Por eso cabe preguntar: ¿vale la pena, históricamente, salirse otra vez a la calle con aquel eslogan imbécil de España es diferente cuando de la Inquisición se trata? Pues, sí. Y no.
Al fuego
Sí. Aquí se quema más a menudo, por más largo tiempo y con mayor regocijo de propios y extraños, que en otras latituídes. Más seca es la leña y arde mejor. Aquí, los reyes de todas las dinastías, inclusive la actual, soplan con más donaire donde arde el auto. Aquí, los conversos pasan automáticamente a marranos y, por ende, al fuego. Aquí, brujos y brujas carecen de estatuto teológico; mejor para ellos y ellas. Aquí, la Iglesia castra con litúrgico esplendor las ciencias y las artes. Habrá mil peleas entre la corona y la tiara sobre mil temas, sabido es; pero habrá, mientras tanto, mil arreglos entre Ronía y su delegación jurídico-inquisitorial española. La corona sabe de memoria que necesita el beneplácito papal para sus asados y para variar los ingredientes del puchero de ignorancias y sandeces con que se le alimenta al pueblo; y el papa bendice con paternal solicitud, no faltaría más. De tal manera que si en toda esta asquerosa historia España es diferente es porque tiene el privilegio de ser, por siglos, la más romana de las múltiples regiones de la Inquisición romana.
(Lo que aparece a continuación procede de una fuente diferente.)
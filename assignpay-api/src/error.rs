/// Error handling for the API server
///
/// This module provides a unified error type that maps to HTTP responses.
/// All handlers should return `Result<T, ApiError>` which automatically
/// converts to appropriate HTTP status codes.
///
/// # Example
///
/// ```
/// use assignpay_api::error::{ApiError, ApiResult};
/// use axum::Json;
/// use serde_json::json;
///
/// async fn handler() -> ApiResult<Json<serde_json::Value>> {
///     Err(ApiError::NotFound("Assignment not found".to_string()))
/// }
/// ```

use assignpay_shared::auth::identity::IdentityError;
use assignpay_shared::auth::middleware::AuthError;
use assignpay_shared::store::StoreError;
use assignpay_shared::submission::notify::Route;
use axum::{
    http::StatusCode,
    response::{IntoResponse, Response},
    Json,
};
use serde::{Deserialize, Serialize};
use std::fmt;

/// API result type alias
pub type ApiResult<T> = Result<T, ApiError>;

/// Unified API error type
#[derive(Debug)]
pub enum ApiError {
    /// Bad request (400)
    BadRequest(String),

    /// Unauthorized (401); the body points the client at the login route
    Unauthorized(String),

    /// Not found (404)
    NotFound(String),

    /// Conflict (409) - e.g., duplicate email, submission already in flight
    Conflict(String),

    /// Unprocessable entity (422) - validation errors
    ValidationError(Vec<ValidationErrorDetail>),

    /// Internal server error (500)
    InternalError(String),
}

/// Validation error detail
#[derive(Debug, Clone, Serialize, Deserialize)]
pub struct ValidationErrorDetail {
    /// Field that failed validation
    pub field: String,

    /// Error message
    pub message: String,
}

/// Error response format
#[derive(Debug, Serialize, Deserialize)]
pub struct ErrorResponse {
    /// Error code (e.g., "bad_request", "unauthorized")
    pub error: String,

    /// Human-readable error message
    pub message: String,

    /// Optional validation errors
    #[serde(skip_serializing_if = "Option::is_none")]
    pub details: Option<Vec<ValidationErrorDetail>>,

    /// Route the client should navigate to
    #[serde(skip_serializing_if = "Option::is_none")]
    pub redirect: Option<String>,
}

impl fmt::Display for ApiError {
    fn fmt(&self, f: &mut fmt::Formatter<'_>) -> fmt::Result {
        match self {
            ApiError::BadRequest(msg) => write!(f, "Bad request: {}", msg),
            ApiError::Unauthorized(msg) => write!(f, "Unauthorized: {}", msg),
            ApiError::NotFound(msg) => write!(f, "Not found: {}", msg),
            ApiError::Conflict(msg) => write!(f, "Conflict: {}", msg),
            ApiError::ValidationError(errors) => {
                write!(f, "Validation failed: {} errors", errors.len())
            }
            ApiError::InternalError(msg) => write!(f, "Internal error: {}", msg),
        }
    }
}

impl std::error::Error for ApiError {}

impl IntoResponse for ApiError {
    fn into_response(self) -> Response {
        let (status, error_code, message, details, redirect) = match self {
            ApiError::BadRequest(msg) => (StatusCode::BAD_REQUEST, "bad_request", msg, None, None),
            ApiError::Unauthorized(msg) => (
                StatusCode::UNAUTHORIZED,
                "unauthorized",
                msg,
                None,
                Some(Route::Auth.path().to_string()),
            ),
            ApiError::NotFound(msg) => (StatusCode::NOT_FOUND, "not_found", msg, None, None),
            ApiError::Conflict(msg) => (StatusCode::CONFLICT, "conflict", msg, None, None),
            ApiError::ValidationError(errors) => (
                StatusCode::UNPROCESSABLE_ENTITY,
                "validation_error",
                "Request validation failed".to_string(),
                Some(errors),
                None,
            ),
            ApiError::InternalError(msg) => {
                // Log internal errors but don't expose details to clients
                tracing::error!("Internal error: {}", msg);
                (
                    StatusCode::INTERNAL_SERVER_ERROR,
                    "internal_error",
                    "An internal error occurred".to_string(),
                    None,
                    None,
                )
            }
        };

        let body = Json(ErrorResponse {
            error: error_code.to_string(),
            message,
            details,
            redirect,
        });

        (status, body).into_response()
    }
}

/// Collects `validator` failures into field-level details
impl From<validator::ValidationErrors> for ApiError {
    fn from(err: validator::ValidationErrors) -> Self {
        let errors = err
            .field_errors()
            .iter()
            .flat_map(|(field, errors)| {
                errors.iter().map(move |error| ValidationErrorDetail {
                    field: field.to_string(),
                    message: error
                        .message
                        .as_ref()
                        .map(|m| m.to_string())
                        .unwrap_or_else(|| "Validation failed".to_string()),
                })
            })
            .collect();
        ApiError::ValidationError(errors)
    }
}

/// Convert store errors to API errors
impl From<StoreError> for ApiError {
    fn from(err: StoreError) -> Self {
        match err {
            StoreError::Conflict(constraint) => {
                if constraint.contains("email") {
                    ApiError::Conflict("Email already exists".to_string())
                } else {
                    ApiError::Conflict(format!("Constraint violation: {}", constraint))
                }
            }
            StoreError::Constraint(constraint) => {
                ApiError::BadRequest(format!("Constraint violation: {}", constraint))
            }
            StoreError::NotFound(msg) => ApiError::NotFound(msg),
            StoreError::Backend(msg) => ApiError::InternalError(format!("Storage error: {}", msg)),
        }
    }
}

/// Convert identity errors to API errors
impl From<IdentityError> for ApiError {
    fn from(err: IdentityError) -> Self {
        match err {
            IdentityError::InvalidCredentials | IdentityError::InvalidToken(_) => {
                ApiError::Unauthorized(err.to_string())
            }
            IdentityError::EmailTaken => ApiError::Conflict(err.to_string()),
            IdentityError::WeakPassword(message) => {
                ApiError::ValidationError(vec![ValidationErrorDetail {
                    field: "password".to_string(),
                    message,
                }])
            }
            IdentityError::Backend(msg) => ApiError::InternalError(msg),
        }
    }
}

/// Convert auth errors to API errors
impl From<AuthError> for ApiError {
    fn from(err: AuthError) -> Self {
        match err {
            AuthError::MissingCredentials => {
                ApiError::Unauthorized("Missing credentials".to_string())
            }
            AuthError::InvalidFormat(msg) => ApiError::BadRequest(msg),
            AuthError::InvalidToken(msg) => ApiError::Unauthorized(msg),
        }
    }
}

#[cfg(test)]
mod tests {
    use super::*;

    #[test]
    fn test_error_display() {
        let err = ApiError::BadRequest("Invalid input".to_string());
        assert_eq!(err.to_string(), "Bad request: Invalid input");

        let err = ApiError::NotFound("Assignment not found".to_string());
        assert_eq!(err.to_string(), "Not found: Assignment not found");
    }

    #[test]
    fn test_validation_error() {
        let errors = vec![
            ValidationErrorDetail {
                field: "email".to_string(),
                message: "Invalid email format".to_string(),
            },
            ValidationErrorDetail {
                field: "password".to_string(),
                message: "Password too short".to_string(),
            },
        ];

        let err = ApiError::ValidationError(errors);
        assert_eq!(err.to_string(), "Validation failed: 2 errors");
    }

    #[tokio::test]
    async fn test_unauthorized_body_redirects_to_auth() {
        let response = ApiError::Unauthorized("Token expired".to_string()).into_response();
        assert_eq!(response.status(), StatusCode::UNAUTHORIZED);

        let body = axum::body::to_bytes(response.into_body(), usize::MAX)
            .await
            .unwrap();
        let json: serde_json::Value = serde_json::from_slice(&body).unwrap();
        assert_eq!(json["redirect"], "/auth");
        assert_eq!(json["message"], "Token expired");
    }

    #[test]
    fn test_identity_error_mapping() {
        assert!(matches!(
            ApiError::from(IdentityError::EmailTaken),
            ApiError::Conflict(_)
        ));
        assert!(matches!(
            ApiError::from(IdentityError::InvalidCredentials),
            ApiError::Unauthorized(_)
        ));
        assert!(matches!(
            ApiError::from(IdentityError::WeakPassword("too short".to_string())),
            ApiError::ValidationError(_)
        ));
    }

    #[test]
    fn test_store_error_mapping() {
        assert!(matches!(
            ApiError::from(StoreError::Backend("down".to_string())),
            ApiError::InternalError(_)
        ));
        assert!(matches!(
            ApiError::from(StoreError::NotFound("x".to_string())),
            ApiError::NotFound(_)
        ));
    }
}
Y no nos metamos ahora en las numerosas razones de la feliz coincidencia entre intereses monárquico-centralistas e intereses teológico-pontificios: habría para 10 columnas más. Quedémonos con lo esencial. La diferencia no está en la novedad, que no aparece por ninguna parte, sino en esta coincidencia y en esta diáfana continuidad.
Y no. Mal lo pasan allende también cuando el poder civil deja rienda suelta al poder inquisitorial. Para ilustrar el propósito, ¿hablaremos de Florencia o preferiremos hablar de Francia? ¿O quizá nos apetezca más un paseíto por las tierras germánicas que no optaron por, la reforma? Elijan y vean. ¿Cuándo, dónde rechazó Roma la providencial ayuda de un brazo secular para quemar, matar y embrutecer a docenas de millares? Roma acaba con sus estragos cuando uno va y la echa por la ventana. ¿Quién vio, y dónde, a Roma saludar con cortesía y salirse educadamente por la puerta?
La historia cuenta que lo mismo le pasa a la Inquisición. Se va cuando la echan. No antes. No hubo Inquisición española. Jamás. Hubo acá duración bochornosa de una práctica jurídica y de un embrutecimiento mental jurídicamente popular.
No hay que olvidar dos cositas al menos, porque tienen que ver con la Inquisición romana. Una: en la Península, la máxima apertura del pensamiento fue el erasmismo, que se queda bien cortito frente a lo que introdujo y posibilitó la Reforma. Y otra: aquí, el Siglo de Oro huele a santos y a conjuras, a confesionarios y a torturas, a cilicios ensangrentando las carnes y a almas en brama entre las piernas del divino esposo. Hasta la náusea.